Task to complete: Using the records underneath, tally the lines where the word "impl" appears and please give only the count.

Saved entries
+-------+

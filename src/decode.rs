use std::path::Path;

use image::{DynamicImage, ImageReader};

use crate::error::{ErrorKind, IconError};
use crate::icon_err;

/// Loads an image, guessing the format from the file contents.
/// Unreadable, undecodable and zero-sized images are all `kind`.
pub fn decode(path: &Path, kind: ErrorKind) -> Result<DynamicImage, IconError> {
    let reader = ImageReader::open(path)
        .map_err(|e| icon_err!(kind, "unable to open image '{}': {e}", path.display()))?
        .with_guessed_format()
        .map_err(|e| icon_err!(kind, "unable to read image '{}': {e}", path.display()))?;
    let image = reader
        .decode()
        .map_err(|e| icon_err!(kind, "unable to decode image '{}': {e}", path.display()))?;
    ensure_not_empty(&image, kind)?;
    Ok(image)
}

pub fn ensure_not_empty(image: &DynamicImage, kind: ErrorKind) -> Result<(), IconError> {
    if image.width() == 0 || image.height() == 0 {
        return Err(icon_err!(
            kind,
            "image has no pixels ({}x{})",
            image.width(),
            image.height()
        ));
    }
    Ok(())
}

+-------+

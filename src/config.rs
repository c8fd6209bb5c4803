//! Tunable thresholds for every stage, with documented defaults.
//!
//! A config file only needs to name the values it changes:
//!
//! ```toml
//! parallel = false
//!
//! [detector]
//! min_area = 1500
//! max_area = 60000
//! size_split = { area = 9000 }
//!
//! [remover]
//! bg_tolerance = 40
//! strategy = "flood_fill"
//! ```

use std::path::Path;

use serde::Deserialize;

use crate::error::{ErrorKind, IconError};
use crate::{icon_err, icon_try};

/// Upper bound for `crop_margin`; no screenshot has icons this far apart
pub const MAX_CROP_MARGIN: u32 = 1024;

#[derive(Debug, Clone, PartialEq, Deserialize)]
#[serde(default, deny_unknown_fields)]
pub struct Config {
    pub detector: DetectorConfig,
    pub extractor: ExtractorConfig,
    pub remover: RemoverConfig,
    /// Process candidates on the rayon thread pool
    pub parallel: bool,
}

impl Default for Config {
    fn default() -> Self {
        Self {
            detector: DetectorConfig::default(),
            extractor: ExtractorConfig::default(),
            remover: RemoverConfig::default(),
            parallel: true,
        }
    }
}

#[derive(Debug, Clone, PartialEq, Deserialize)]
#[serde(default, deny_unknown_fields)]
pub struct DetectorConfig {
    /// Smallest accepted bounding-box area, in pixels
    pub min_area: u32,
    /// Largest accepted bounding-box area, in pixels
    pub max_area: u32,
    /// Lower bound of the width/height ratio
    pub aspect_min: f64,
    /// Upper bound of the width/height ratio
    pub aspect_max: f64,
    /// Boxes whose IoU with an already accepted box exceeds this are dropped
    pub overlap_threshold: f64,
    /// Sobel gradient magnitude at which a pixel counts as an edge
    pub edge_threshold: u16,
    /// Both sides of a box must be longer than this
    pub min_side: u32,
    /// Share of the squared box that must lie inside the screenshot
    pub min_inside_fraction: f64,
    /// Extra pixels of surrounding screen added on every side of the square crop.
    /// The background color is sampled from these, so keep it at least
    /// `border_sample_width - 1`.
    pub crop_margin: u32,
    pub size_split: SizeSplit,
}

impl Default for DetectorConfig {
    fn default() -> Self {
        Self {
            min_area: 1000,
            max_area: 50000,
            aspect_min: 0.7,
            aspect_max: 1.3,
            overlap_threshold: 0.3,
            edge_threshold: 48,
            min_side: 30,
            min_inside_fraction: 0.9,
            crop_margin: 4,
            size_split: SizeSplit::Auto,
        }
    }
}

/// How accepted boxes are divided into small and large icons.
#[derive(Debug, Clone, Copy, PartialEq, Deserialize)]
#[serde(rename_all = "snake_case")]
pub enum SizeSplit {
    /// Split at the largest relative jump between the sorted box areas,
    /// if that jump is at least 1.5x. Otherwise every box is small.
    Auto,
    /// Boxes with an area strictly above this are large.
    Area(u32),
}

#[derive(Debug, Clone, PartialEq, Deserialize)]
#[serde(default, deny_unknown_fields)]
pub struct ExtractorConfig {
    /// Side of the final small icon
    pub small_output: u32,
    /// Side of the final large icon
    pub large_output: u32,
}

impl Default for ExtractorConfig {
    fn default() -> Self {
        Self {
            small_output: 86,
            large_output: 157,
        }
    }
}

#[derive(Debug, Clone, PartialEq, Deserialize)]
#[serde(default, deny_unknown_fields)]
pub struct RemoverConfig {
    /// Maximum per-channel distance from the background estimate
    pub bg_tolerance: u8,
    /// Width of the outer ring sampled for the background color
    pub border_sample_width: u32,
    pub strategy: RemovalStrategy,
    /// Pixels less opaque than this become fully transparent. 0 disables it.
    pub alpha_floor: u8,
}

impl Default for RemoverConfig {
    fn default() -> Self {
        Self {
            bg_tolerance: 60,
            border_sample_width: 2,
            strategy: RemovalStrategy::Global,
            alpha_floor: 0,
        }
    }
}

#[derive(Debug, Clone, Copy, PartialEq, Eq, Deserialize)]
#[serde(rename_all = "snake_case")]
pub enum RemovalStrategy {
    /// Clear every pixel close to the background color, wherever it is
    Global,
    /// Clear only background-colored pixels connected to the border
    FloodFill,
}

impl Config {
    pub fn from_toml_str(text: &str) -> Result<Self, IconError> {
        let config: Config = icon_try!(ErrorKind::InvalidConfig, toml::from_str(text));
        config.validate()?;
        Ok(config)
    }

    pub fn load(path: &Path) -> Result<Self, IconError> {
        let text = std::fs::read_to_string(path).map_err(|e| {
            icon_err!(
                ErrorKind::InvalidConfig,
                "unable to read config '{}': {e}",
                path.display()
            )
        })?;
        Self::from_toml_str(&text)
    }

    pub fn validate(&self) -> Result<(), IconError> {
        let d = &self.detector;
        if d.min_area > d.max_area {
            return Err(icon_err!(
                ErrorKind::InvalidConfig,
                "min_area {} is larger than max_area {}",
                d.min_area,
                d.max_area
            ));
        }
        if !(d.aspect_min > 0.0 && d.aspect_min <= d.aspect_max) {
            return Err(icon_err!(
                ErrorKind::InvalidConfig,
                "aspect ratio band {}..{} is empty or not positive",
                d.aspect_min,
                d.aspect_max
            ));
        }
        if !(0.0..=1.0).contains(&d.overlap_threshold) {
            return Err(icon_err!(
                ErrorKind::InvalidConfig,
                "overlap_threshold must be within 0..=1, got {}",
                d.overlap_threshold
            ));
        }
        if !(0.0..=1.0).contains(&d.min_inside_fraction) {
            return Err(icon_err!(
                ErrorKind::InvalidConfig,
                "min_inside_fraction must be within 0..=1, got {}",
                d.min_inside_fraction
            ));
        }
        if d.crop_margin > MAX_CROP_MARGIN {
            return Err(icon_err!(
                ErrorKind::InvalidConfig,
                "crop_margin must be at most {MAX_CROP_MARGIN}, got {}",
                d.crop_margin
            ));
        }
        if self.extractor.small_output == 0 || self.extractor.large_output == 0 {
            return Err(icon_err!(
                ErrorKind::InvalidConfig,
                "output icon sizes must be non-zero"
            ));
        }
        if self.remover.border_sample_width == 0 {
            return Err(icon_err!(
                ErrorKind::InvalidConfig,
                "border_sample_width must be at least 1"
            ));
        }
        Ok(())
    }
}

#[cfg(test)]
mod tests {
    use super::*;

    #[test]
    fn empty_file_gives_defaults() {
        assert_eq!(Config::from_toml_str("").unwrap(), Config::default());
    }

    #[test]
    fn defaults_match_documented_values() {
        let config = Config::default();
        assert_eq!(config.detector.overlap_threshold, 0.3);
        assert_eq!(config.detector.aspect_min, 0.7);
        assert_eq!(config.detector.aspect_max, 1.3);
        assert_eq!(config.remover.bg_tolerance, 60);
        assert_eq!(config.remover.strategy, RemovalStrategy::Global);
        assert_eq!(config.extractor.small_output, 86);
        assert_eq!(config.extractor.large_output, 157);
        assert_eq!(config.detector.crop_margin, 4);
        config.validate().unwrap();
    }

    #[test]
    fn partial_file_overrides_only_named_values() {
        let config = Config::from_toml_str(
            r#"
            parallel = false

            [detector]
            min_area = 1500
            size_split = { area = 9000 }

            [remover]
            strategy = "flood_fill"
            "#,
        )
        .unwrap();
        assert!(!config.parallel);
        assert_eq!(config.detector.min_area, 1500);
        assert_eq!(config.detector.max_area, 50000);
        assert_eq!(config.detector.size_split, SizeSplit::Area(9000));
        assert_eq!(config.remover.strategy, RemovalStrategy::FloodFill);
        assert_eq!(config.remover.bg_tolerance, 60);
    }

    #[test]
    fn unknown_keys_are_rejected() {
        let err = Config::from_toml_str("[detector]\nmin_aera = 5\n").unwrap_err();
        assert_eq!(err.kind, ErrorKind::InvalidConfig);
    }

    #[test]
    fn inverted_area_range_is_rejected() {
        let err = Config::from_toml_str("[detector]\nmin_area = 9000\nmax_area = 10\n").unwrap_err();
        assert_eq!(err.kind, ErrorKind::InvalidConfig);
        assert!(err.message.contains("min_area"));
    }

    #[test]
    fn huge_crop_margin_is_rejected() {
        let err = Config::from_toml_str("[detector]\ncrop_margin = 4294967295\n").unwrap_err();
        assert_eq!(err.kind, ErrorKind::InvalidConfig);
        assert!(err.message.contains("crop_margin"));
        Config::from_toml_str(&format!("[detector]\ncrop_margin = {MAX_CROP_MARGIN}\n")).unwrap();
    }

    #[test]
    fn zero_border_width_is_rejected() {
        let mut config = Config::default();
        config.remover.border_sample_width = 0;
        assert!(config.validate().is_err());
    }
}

+-------+

Answer box: 5